[[ DATA SHOWN, beginning ]]
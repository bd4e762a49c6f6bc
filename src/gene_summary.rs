//! Per-sample gene status and mutation description summary of reviewed calls
//!

use std::collections::{BTreeMap, BTreeSet, HashSet};

use itertools::Itertools;
use log::warn;

use crate::call_record::{Call, CallRecord};
use crate::sample_manifest::{SampleManifest, SampleMapping};

#[derive(Clone, Debug, PartialEq)]
pub struct SampleGeneSummary {
    pub sample_id: String,
    pub mapping: Option<SampleMapping>,

    /// Detected or not detected status for every gene in the summary gene list
    pub gene_status: BTreeMap<String, Call>,

    pub overall_status: Call,

    /// First non-missing genome equivalent value among the sample's records
    pub total_genome_equivalents: Option<f64>,

    /// One line per detected mutation, None if the sample has no detected mutation
    pub description: Option<String>,
}

impl SampleGeneSummary {
    /// Description text for the mutant summary table
    pub fn description_label(&self) -> &str {
        self.description.as_deref().unwrap_or("NMD")
    }
}

#[derive(Clone, Debug, Default, PartialEq)]
pub struct GeneSummary {
    /// All gene names observed in the call records, sorted
    pub genes: Vec<String>,

    pub samples: Vec<SampleGeneSummary>,
}

fn format_optional_value(value: Option<f64>) -> String {
    match value {
        Some(x) => x.to_string(),
        None => "NA".to_string(),
    }
}

/// Mutation description line: `gene | cds change | MAF | mutant molecules`
fn describe_mutation(record: &CallRecord) -> String {
    format!(
        "{} | {} | {} | {}",
        record.gene_name,
        record.cds_change,
        format_optional_value(record.maf_percent),
        format_optional_value(record.mutant_molecules)
    )
}

/// Summarize one sample's calls
///
/// # Arguments
/// * `genes` - Sorted gene list
/// * `records` - All call records of the sample, in input order
///
fn summarize_sample(
    sample_id: &str,
    mapping: Option<&SampleMapping>,
    genes: &[String],
    records: &[&CallRecord],
) -> SampleGeneSummary {
    let gene_status = genes
        .iter()
        .map(|gene| {
            let detected = records
                .iter()
                .any(|x| &x.gene_name == gene && x.call.is_detected());
            let status = if detected {
                Call::MutationDetected
            } else {
                Call::NotDetected
            };
            (gene.clone(), status)
        })
        .collect::<BTreeMap<_, _>>();

    let overall_status = if gene_status.values().any(|x| x.is_detected()) {
        Call::MutationDetected
    } else {
        Call::NotDetected
    };

    let total_genome_equivalents = records.iter().find_map(|x| x.genome_equivalents);

    let descriptions = gene_status
        .iter()
        .filter(|(_, status)| status.is_detected())
        .flat_map(|(gene, _)| {
            records
                .iter()
                .filter(move |x| &x.gene_name == gene && x.call.is_detected())
                .map(|x| describe_mutation(x))
        })
        .collect::<Vec<_>>();
    let description = if descriptions.is_empty() {
        None
    } else {
        Some(descriptions.join("\n"))
    };

    SampleGeneSummary {
        sample_id: sample_id.to_string(),
        mapping: mapping.cloned(),
        gene_status,
        overall_status,
        total_genome_equivalents,
        description,
    }
}

/// Build the gene summary for all samples in the reviewed call set
///
/// Samples follow manifest order when a manifest is given, with any called sample missing from
/// the manifest appended in first-appearance order. Without a manifest, samples are listed in
/// first-appearance order in `records`.
///
pub fn summarize_genes(records: &[CallRecord], manifest: Option<&SampleManifest>) -> GeneSummary {
    let genes = records
        .iter()
        .map(|x| x.gene_name.clone())
        .collect::<BTreeSet<_>>()
        .into_iter()
        .collect::<Vec<_>>();

    let called_samples = records.iter().map(|x| x.sample_id.as_str()).unique();
    let sample_ids = match manifest {
        Some(manifest) => {
            let manifest_samples = manifest.sample_ids().collect::<HashSet<_>>();
            let unlisted = called_samples
                .filter(|x| !manifest_samples.contains(x))
                .collect::<Vec<_>>();
            if !unlisted.is_empty() {
                warn!(
                    "{} called samples are missing from the sample manifest: {}",
                    unlisted.len(),
                    unlisted.join(", ")
                );
            }
            manifest.sample_ids().chain(unlisted).collect::<Vec<_>>()
        }
        None => called_samples.collect(),
    };

    let samples = sample_ids
        .into_iter()
        .map(|sample_id| {
            let sample_records = records
                .iter()
                .filter(|x| x.sample_id == sample_id)
                .collect::<Vec<_>>();
            let mapping = manifest.and_then(|x| x.get(sample_id));
            summarize_sample(sample_id, mapping, &genes, &sample_records)
        })
        .collect();

    GeneSummary { genes, samples }
}

#[cfg(test)]
mod tests {
    use super::*;

    fn rec(sample_id: &str, gene: &str, cds: &str, call: Call) -> CallRecord {
        CallRecord::new_test_record(sample_id, gene, cds, "p.X", call)
    }

    fn get_test_records() -> Vec<CallRecord> {
        let mut records = vec![
            rec("S1", "TP53", "c.524G>A", Call::MutationDetected),
            rec("S1", "KRAS", "c.35G>A", Call::NotDetected),
            rec("S1", "KRAS", "c.34G>T", Call::MutationDetected),
            rec("S1", "TP53", "c.743G>A", Call::MutationDetected),
            rec("S2", "KRAS", "c.35G>A", Call::NotDetected),
            rec("S2", "PIK3CA", "c.3140A>G", Call::Other("LowGE".to_string())),
        ];
        records[0].maf_percent = Some(0.25);
        records[0].mutant_molecules = Some(3.0);
        records[0].genome_equivalents = None;
        records[1].genome_equivalents = Some(1500.0);
        records[2].genome_equivalents = Some(1600.0);
        records[2].maf_percent = Some(1.5);
        records[2].mutant_molecules = Some(22.5);
        records[4].genome_equivalents = Some(800.0);
        records
    }

    #[test]
    fn test_summarize_genes() {
        let summary = summarize_genes(&get_test_records(), None);
        assert_eq!(summary.genes, vec!["KRAS", "PIK3CA", "TP53"]);
        assert_eq!(summary.samples.len(), 2);

        let s1 = &summary.samples[0];
        assert_eq!(s1.sample_id, "S1");
        assert_eq!(s1.gene_status["KRAS"], Call::MutationDetected);
        assert_eq!(s1.gene_status["PIK3CA"], Call::NotDetected);
        assert_eq!(s1.gene_status["TP53"], Call::MutationDetected);
        assert_eq!(s1.overall_status, Call::MutationDetected);
        assert_eq!(s1.total_genome_equivalents, Some(1500.0));
        assert_eq!(
            s1.description.as_deref(),
            Some("KRAS | c.34G>T | 1.5 | 22.5\nTP53 | c.524G>A | 0.25 | 3\nTP53 | c.743G>A | NA | NA")
        );

        let s2 = &summary.samples[1];
        assert!(s2.gene_status.values().all(|x| *x == Call::NotDetected));
        assert_eq!(s2.overall_status, Call::NotDetected);
        assert_eq!(s2.total_genome_equivalents, Some(800.0));
        assert_eq!(s2.description, None);
        assert_eq!(s2.description_label(), "NMD");
    }

    #[test]
    fn test_summarize_genes_manifest_order() {
        let manifest = SampleManifest {
            samples: vec![
                SampleMapping {
                    sample_id: "S2".to_string(),
                    external_id1: Some("P2".to_string()),
                    ..Default::default()
                },
                SampleMapping {
                    sample_id: "S0".to_string(),
                    ..Default::default()
                },
            ],
        };
        let summary = summarize_genes(&get_test_records(), Some(&manifest));
        let ids = summary
            .samples
            .iter()
            .map(|x| x.sample_id.as_str())
            .collect::<Vec<_>>();
        assert_eq!(ids, vec!["S2", "S0", "S1"]);

        assert_eq!(
            summary.samples[0].mapping.as_ref().unwrap().external_id1.as_deref(),
            Some("P2")
        );

        // A manifest sample without calls is reported as not detected
        let s0 = &summary.samples[1];
        assert_eq!(s0.overall_status, Call::NotDetected);
        assert_eq!(s0.total_genome_equivalents, None);
        assert!(s0.mapping.is_some());
        assert!(summary.samples[2].mapping.is_none());
    }
}
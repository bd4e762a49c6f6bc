use camino::Utf8Path;
use log::info;
use thousands::Separable;

use crate::cli;
use crate::errors::Result;
use crate::gene_summary::summarize_genes;
use crate::normalize::normalize_call_table;
use crate::raw_table::RawTable;
use crate::report_output::{write_gene_summary, write_mutant_summary, write_variant_summary};
use crate::run_stats::{SummarizeRunStats, write_run_stats};
use crate::sample_manifest::build_sample_manifest;
use crate::variant_summary::summarize_variants;

pub const GENE_SUMMARY_FILENAME: &str = "gene_summary.tsv";
pub const MUTANT_SUMMARY_FILENAME: &str = "mutant_summary.tsv";
pub const VARIANT_SUMMARY_FILENAME: &str = "variant_summary.tsv";

pub fn run_summarize_command(settings: &cli::SummarizeSettings) -> Result<()> {
    let start = std::time::Instant::now();
    let output_dir = &settings.output_dir;

    // Reviewed calls are already free of control samples
    let table = RawTable::from_tsv_file(
        Utf8Path::new(&settings.reviewed_calls_filename),
        "reviewed calls",
    )?;
    let records = normalize_call_table(&table, "reviewed calls", &[], None)?;

    let manifest = match &settings.manifest_filename {
        Some(filename) => {
            let table = RawTable::from_tsv_file(Utf8Path::new(filename), "sample manifest")?;
            Some(build_sample_manifest(&table, None)?)
        }
        None => None,
    };

    let summary = summarize_genes(&records, manifest.as_ref());
    let detected_sample_count = summary
        .samples
        .iter()
        .filter(|x| x.overall_status.is_detected())
        .count();
    info!(
        "Summarized {} samples over {} genes, {} samples with a detected mutation",
        summary.samples.len().separate_with_commas(),
        summary.genes.len(),
        detected_sample_count.separate_with_commas()
    );

    write_gene_summary(&output_dir.join(GENE_SUMMARY_FILENAME), &summary)?;
    write_mutant_summary(&output_dir.join(MUTANT_SUMMARY_FILENAME), &summary)?;

    let variants = summarize_variants(&records, manifest.as_ref());
    write_variant_summary(&output_dir.join(VARIANT_SUMMARY_FILENAME), &variants)?;

    let run_stats = SummarizeRunStats {
        reviewed_record_count: records.len(),
        sample_count: summary.samples.len(),
        gene_count: summary.genes.len(),
        detected_sample_count,
        detected_variant_count: variants.len(),
        total_runtime_secs: start.elapsed().as_secs_f64(),
    };
    write_run_stats(output_dir, &run_stats);

    Ok(())
}

#[cfg(test)]
mod tests {
    use super::*;
    use crate::call_record::Call;
    use crate::normalize::default_control_markers;

    #[test]
    fn test_summarize_test_data() {
        let table = RawTable::from_tsv_file(Utf8Path::new("./test_data/calls.tsv"), "calls").unwrap();
        let records =
            normalize_call_table(&table, "calls", &default_control_markers(), None).unwrap();
        let table =
            RawTable::from_tsv_file(Utf8Path::new("./test_data/manifest.tsv"), "manifest").unwrap();
        let manifest = build_sample_manifest(&table, None).unwrap();

        let summary = summarize_genes(&records, Some(&manifest));
        assert_eq!(summary.genes, vec!["KRAS", "PIK3CA", "TP53"]);

        let ids = summary
            .samples
            .iter()
            .map(|x| x.sample_id.as_str())
            .collect::<Vec<_>>();
        assert_eq!(ids, vec!["S002", "S001", "S003", "S999"]);

        let s001 = &summary.samples[1];
        assert_eq!(s001.gene_status["KRAS"], Call::MutationDetected);
        assert_eq!(s001.gene_status["TP53"], Call::NotDetected);
        assert_eq!(s001.description.as_deref(), Some("KRAS | c.35G>A | 10 | 100"));
        let mapping = s001.mapping.as_ref().unwrap();
        assert_eq!(mapping.external_id1.as_deref(), Some("P001-V1"));
        assert_eq!(mapping.external_id2.as_deref(), Some("202401150930"));

        let s002 = &summary.samples[0];
        assert_eq!(
            s002.description.as_deref(),
            Some("PIK3CA | c.3140A>G | 0.5 | 5\nTP53 | c.524G>A | 1 | 10")
        );

        let s999 = &summary.samples[3];
        assert_eq!(s999.overall_status, Call::NotDetected);
        assert_eq!(s999.description_label(), "NMD");

        // Detected variants in input order, each with its sample's external identifiers
        let variants = summarize_variants(&records, Some(&manifest));
        let labels = variants
            .iter()
            .map(|x| (x.record.sample_id.as_str(), x.record.gene_name.as_str()))
            .collect::<Vec<_>>();
        assert_eq!(
            labels,
            vec![
                ("S001", "KRAS"),
                ("S002", "TP53"),
                ("S003", "KRAS"),
                ("S002", "PIK3CA")
            ]
        );
        let mapping = variants[1].mapping.as_ref().unwrap();
        assert_eq!(mapping.external_id1.as_deref(), Some("P002-V1"));
        assert_eq!(variants[1].record.extra_field("COSMIC ID"), Some("COSM10648"));
    }
}
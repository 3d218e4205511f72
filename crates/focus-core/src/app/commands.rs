//! UI からストアへの書き込み命令
//!
//! 書き込みはランキングを経由しない。結果は購読中のスナップショットとして戻ってくる。

use crate::domain::{FocusError, TaskId};
use crate::form::{FormCommand, FormState};
use crate::ports::TaskStore;

/// フォームを保存し、成功したら空のフォームを返す
///
/// 失敗したときはエラーを返し、フォームはそのまま（呼び出し側が保持している）。
/// 更新の失敗を新規作成で埋め合わせることはしない。
pub async fn save_form<S>(store: &S, form: &FormState) -> Result<FormState, FocusError>
where
    S: TaskStore + ?Sized,
{
    let command = form.submit()?;
    let result = match command {
        FormCommand::Create(draft) => store.create(draft).await.map(|id| {
            tracing::debug!(task_id = %id, "form saved as new task");
        }),
        FormCommand::Update { id, draft } => store.update(&id, draft).await.map(|()| {
            tracing::debug!(task_id = %id, "form saved as update");
        }),
    };

    if let Err(err) = result {
        tracing::warn!(
            collection = store.collection(),
            editing = form.is_editing(),
            error = %err,
            "failed to save task"
        );
        return Err(err.into());
    }
    Ok(FormState::default())
}

pub async fn delete_task<S>(store: &S, id: &TaskId) -> Result<(), FocusError>
where
    S: TaskStore + ?Sized,
{
    store.delete(id).await?;
    Ok(())
}
//! focus-core
//!
//! Priority ranking and focus-set selection for a snapshot-synced to-do list.
//!
//! # モジュール構成
//! - **domain**: ドメインモデル（ids, importance, context, task, snapshot, errors）
//! - **ranking**: 優先度ランキングとフォーカスセット（純粋関数 + RankingEngine）
//! - **ports**: 抽象化レイヤー（TaskStore, Subscription, ViewSink, Clock, IdGenerator）
//! - **impls**: 実装（InMemoryTaskStore など開発用）
//! - **form**: フォーム状態と reducer
//! - **app**: 保存・削除コマンドと focus loop
//! - **config**: figment による設定読み込み
//! - **observability**: スナップショットの集計ビュー

pub mod app;
pub mod config;
pub mod domain;
pub mod form;
pub mod impls;
pub mod observability;
pub mod ports;
pub mod ranking;

pub use domain::{FocusError, Importance, Snapshot, Task, TaskContext, TaskDraft, TaskId};
pub use ranking::{FocusLimit, RankedView, RankingEngine, rank_by_priority, select_focus_set};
[[ DATA SHOWN, end ]]
● WORK TASK: Show all lines above containing "NotDetected".

● SOLUTION:
                Call::NotDetected
        Call::NotDetected
            rec("S1", "KRAS", "c.35G>A", Call::NotDetected),
            rec("S2", "KRAS", "c.35G>A", Call::NotDetected),
        assert_eq!(s1.gene_status["PIK3CA"], Call::NotDetected);
        assert!(s2.gene_status.values().all(|x| *x == Call::NotDetected));
        assert_eq!(s2.overall_status, Call::NotDetected);
        assert_eq!(s0.overall_status, Call::NotDetected);
        assert_eq!(s001.gene_status["TP53"], Call::NotDetected);
        assert_eq!(s999.overall_status, Call::NotDetected);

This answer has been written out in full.